* [Extracted information]:
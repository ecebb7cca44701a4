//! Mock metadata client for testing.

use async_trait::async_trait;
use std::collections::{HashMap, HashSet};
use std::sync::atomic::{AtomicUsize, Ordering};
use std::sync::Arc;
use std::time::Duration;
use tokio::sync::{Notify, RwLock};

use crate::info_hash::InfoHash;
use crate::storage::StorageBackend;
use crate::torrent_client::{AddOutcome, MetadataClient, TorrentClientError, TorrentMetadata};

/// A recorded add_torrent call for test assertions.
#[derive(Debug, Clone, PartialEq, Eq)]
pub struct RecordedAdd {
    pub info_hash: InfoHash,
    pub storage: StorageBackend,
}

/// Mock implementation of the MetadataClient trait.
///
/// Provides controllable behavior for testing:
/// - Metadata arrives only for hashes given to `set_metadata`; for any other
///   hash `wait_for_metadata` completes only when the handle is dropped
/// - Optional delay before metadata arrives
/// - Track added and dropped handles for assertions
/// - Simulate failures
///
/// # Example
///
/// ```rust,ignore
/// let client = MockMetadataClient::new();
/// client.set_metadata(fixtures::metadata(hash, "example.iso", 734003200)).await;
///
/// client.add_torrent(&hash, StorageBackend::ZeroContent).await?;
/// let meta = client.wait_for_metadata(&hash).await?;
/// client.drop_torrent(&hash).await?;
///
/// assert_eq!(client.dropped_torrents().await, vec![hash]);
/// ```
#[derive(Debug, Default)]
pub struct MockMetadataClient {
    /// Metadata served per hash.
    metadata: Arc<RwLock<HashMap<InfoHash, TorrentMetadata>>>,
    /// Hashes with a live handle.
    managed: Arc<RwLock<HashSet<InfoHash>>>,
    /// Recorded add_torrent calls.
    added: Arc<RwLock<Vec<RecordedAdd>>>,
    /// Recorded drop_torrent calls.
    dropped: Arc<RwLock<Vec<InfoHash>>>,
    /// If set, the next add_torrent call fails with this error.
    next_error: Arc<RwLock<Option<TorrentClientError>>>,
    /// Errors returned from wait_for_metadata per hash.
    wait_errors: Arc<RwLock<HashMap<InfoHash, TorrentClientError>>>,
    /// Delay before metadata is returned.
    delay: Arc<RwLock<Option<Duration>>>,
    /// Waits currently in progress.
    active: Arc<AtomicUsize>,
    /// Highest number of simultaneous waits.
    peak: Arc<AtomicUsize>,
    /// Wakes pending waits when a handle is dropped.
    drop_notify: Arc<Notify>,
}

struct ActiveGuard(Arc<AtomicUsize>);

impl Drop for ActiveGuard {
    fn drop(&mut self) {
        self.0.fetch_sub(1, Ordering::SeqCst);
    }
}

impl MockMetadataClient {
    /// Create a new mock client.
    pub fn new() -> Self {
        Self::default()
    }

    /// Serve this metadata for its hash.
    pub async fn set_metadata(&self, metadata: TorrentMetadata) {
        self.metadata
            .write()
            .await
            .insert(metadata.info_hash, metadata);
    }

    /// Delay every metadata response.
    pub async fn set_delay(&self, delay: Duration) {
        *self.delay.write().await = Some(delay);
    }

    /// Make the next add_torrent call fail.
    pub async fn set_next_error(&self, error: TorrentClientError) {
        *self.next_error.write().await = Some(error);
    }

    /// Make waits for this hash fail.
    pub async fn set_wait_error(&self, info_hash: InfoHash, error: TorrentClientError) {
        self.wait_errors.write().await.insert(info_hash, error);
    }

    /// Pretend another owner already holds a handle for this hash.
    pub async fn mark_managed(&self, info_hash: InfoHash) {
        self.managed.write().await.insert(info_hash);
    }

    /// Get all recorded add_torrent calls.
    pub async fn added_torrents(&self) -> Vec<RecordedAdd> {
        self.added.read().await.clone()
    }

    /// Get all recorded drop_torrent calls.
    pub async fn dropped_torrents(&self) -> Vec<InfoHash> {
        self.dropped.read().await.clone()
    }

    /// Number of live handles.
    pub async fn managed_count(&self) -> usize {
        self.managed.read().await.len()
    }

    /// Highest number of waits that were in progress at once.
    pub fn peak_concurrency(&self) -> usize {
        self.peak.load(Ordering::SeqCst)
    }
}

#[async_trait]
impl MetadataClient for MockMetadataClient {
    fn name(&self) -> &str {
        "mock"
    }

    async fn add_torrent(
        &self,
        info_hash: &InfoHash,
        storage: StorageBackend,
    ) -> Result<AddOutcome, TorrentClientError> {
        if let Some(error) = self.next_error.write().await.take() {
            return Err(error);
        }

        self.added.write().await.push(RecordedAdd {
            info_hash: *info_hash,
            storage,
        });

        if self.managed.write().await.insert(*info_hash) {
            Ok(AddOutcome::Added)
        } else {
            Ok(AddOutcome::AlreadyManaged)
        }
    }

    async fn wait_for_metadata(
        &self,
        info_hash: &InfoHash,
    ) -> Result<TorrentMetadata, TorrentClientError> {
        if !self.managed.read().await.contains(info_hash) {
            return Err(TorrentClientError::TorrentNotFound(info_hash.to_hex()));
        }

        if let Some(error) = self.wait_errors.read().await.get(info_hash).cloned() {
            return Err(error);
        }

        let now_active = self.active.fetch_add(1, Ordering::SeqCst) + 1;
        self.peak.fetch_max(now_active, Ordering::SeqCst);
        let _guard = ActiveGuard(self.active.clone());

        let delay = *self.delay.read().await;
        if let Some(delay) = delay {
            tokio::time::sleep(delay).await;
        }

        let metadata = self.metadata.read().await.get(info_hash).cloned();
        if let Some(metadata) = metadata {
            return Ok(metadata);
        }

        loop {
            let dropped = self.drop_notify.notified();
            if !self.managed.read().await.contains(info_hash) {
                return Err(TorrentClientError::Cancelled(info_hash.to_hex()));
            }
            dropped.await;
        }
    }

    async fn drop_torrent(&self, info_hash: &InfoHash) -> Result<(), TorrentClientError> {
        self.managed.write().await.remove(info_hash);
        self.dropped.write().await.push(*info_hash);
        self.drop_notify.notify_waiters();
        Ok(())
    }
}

* [What the exercise asks]:
Reproduce the entries above in full, verbatim.

* [Response to this task]:
repository ecebb7cca44701a4
//! Mock metadata client for testing.

use async_trait::async_trait;
use std::collections::{HashMap, HashSet};
use std::sync::atomic::{AtomicUsize, Ordering};
use std::sync::Arc;
use std::time::Duration;
use tokio::sync::{Notify, RwLock};

use crate::info_hash::InfoHash;
use crate::storage::StorageBackend;
use crate::torrent_client::{AddOutcome, MetadataClient, TorrentClientError, TorrentMetadata};

/// A recorded add_torrent call for test assertions.
#[derive(Debug, Clone, PartialEq, Eq)]
pub struct RecordedAdd {
    pub info_hash: InfoHash,
    pub storage: StorageBackend,
}

/// Mock implementation of the MetadataClient trait.
///
/// Provides controllable behavior for testing:
/// - Metadata arrives only for hashes given to `set_metadata`; for any other
///   hash `wait_for_metadata` completes only when the handle is dropped
/// - Optional delay before metadata arrives
/// - Track added and dropped handles for assertions
/// - Simulate failures
///
/// # Example
///
/// ```rust,ignore
/// let client = MockMetadataClient::new();
/// client.set_metadata(fixtures::metadata(hash, "example.iso", 734003200)).await;
///
/// client.add_torrent(&hash, StorageBackend::ZeroContent).await?;
/// let meta = client.wait_for_metadata(&hash).await?;
/// client.drop_torrent(&hash).await?;
///
/// assert_eq!(client.dropped_torrents().await, vec![hash]);
/// ```
#[derive(Debug, Default)]
pub struct MockMetadataClient {
    /// Metadata served per hash.
    metadata: Arc<RwLock<HashMap<InfoHash, TorrentMetadata>>>,
    /// Hashes with a live handle.
    managed: Arc<RwLock<HashSet<InfoHash>>>,
    /// Recorded add_torrent calls.
    added: Arc<RwLock<Vec<RecordedAdd>>>,
    /// Recorded drop_torrent calls.
    dropped: Arc<RwLock<Vec<InfoHash>>>,
    /// If set, the next add_torrent call fails with this error.
    next_error: Arc<RwLock<Option<TorrentClientError>>>,
    /// Errors returned from wait_for_metadata per hash.
    wait_errors: Arc<RwLock<HashMap<InfoHash, TorrentClientError>>>,
    /// Delay before metadata is returned.
    delay: Arc<RwLock<Option<Duration>>>,
    /// Waits currently in progress.
    active: Arc<AtomicUsize>,
    /// Highest number of simultaneous waits.
    peak: Arc<AtomicUsize>,
    /// Wakes pending waits when a handle is dropped.
    drop_notify: Arc<Notify>,
}

struct ActiveGuard(Arc<AtomicUsize>);

impl Drop for ActiveGuard {
    fn drop(&mut self) {
        self.0.fetch_sub(1, Ordering::SeqCst);
    }
}

impl MockMetadataClient {
    /// Create a new mock client.
    pub fn new() -> Self {
        Self::default()
    }

    /// Serve this metadata for its hash.
    pub async fn set_metadata(&self, metadata: TorrentMetadata) {
        self.metadata
            .write()
            .await
            .insert(metadata.info_hash, metadata);
    }

    /// Delay every metadata response.
    pub async fn set_delay(&self, delay: Duration) {
        *self.delay.write().await = Some(delay);
    }

    /// Make the next add_torrent call fail.
    pub async fn set_next_error(&self, error: TorrentClientError) {
        *self.next_error.write().await = Some(error);
    }

    /// Make waits for this hash fail.
    pub async fn set_wait_error(&self, info_hash: InfoHash, error: TorrentClientError) {
        self.wait_errors.write().await.insert(info_hash, error);
    }

    /// Pretend another owner already holds a handle for this hash.
    pub async fn mark_managed(&self, info_hash: InfoHash) {
        self.managed.write().await.insert(info_hash);
    }

    /// Get all recorded add_torrent calls.
    pub async fn added_torrents(&self) -> Vec<RecordedAdd> {
        self.added.read().await.clone()
    }

    /// Get all recorded drop_torrent calls.
    pub async fn dropped_torrents(&self) -> Vec<InfoHash> {
        self.dropped.read().await.clone()
    }

    /// Number of live handles.
    pub async fn managed_count(&self) -> usize {
        self.managed.read().await.len()
    }

    /// Highest number of waits that were in progress at once.
    pub fn peak_concurrency(&self) -> usize {
        self.peak.load(Ordering::SeqCst)
    }
}

#[async_trait]
impl MetadataClient for MockMetadataClient {
    fn name(&self) -> &str {
        "mock"
    }

    async fn add_torrent(
        &self,
        info_hash: &InfoHash,
        storage: StorageBackend,
    ) -> Result<AddOutcome, TorrentClientError> {
        if let Some(error) = self.next_error.write().await.take() {
            return Err(error);
        }

        self.added.write().await.push(RecordedAdd {
            info_hash: *info_hash,
            storage,
        });

        if self.managed.write().await.insert(*info_hash) {
            Ok(AddOutcome::Added)
        } else {
            Ok(AddOutcome::AlreadyManaged)
        }
    }

    async fn wait_for_metadata(
        &self,
        info_hash: &InfoHash,
    ) -> Result<TorrentMetadata, TorrentClientError> {
        if !self.managed.read().await.contains(info_hash) {
            return Err(TorrentClientError::TorrentNotFound(info_hash.to_hex()));
        }

        if let Some(error) = self.wait_errors.read().await.get(info_hash).cloned() {
            return Err(error);
        }

        let now_active = self.active.fetch_add(1, Ordering::SeqCst) + 1;
        self.peak.fetch_max(now_active, Ordering::SeqCst);
        let _guard = ActiveGuard(self.active.clone());

        let delay = *self.delay.read().await;
        if let Some(delay) = delay {
            tokio::time::sleep(delay).await;
        }

        let metadata = self.metadata.read().await.get(info_hash).cloned();
        if let Some(metadata) = metadata {
            return Ok(metadata);
        }

        loop {
            let dropped = self.drop_notify.notified();
            if !self.managed.read().await.contains(info_hash) {
                return Err(TorrentClientError::Cancelled(info_hash.to_hex()));
            }
            dropped.await;
        }
    }

    async fn drop_torrent(&self, info_hash: &InfoHash) -> Result<(), TorrentClientError> {
        self.managed.write().await.remove(info_hash);
        self.dropped.write().await.push(*info_hash);
        self.drop_notify.notify_waiters();
        Ok(())
    }
}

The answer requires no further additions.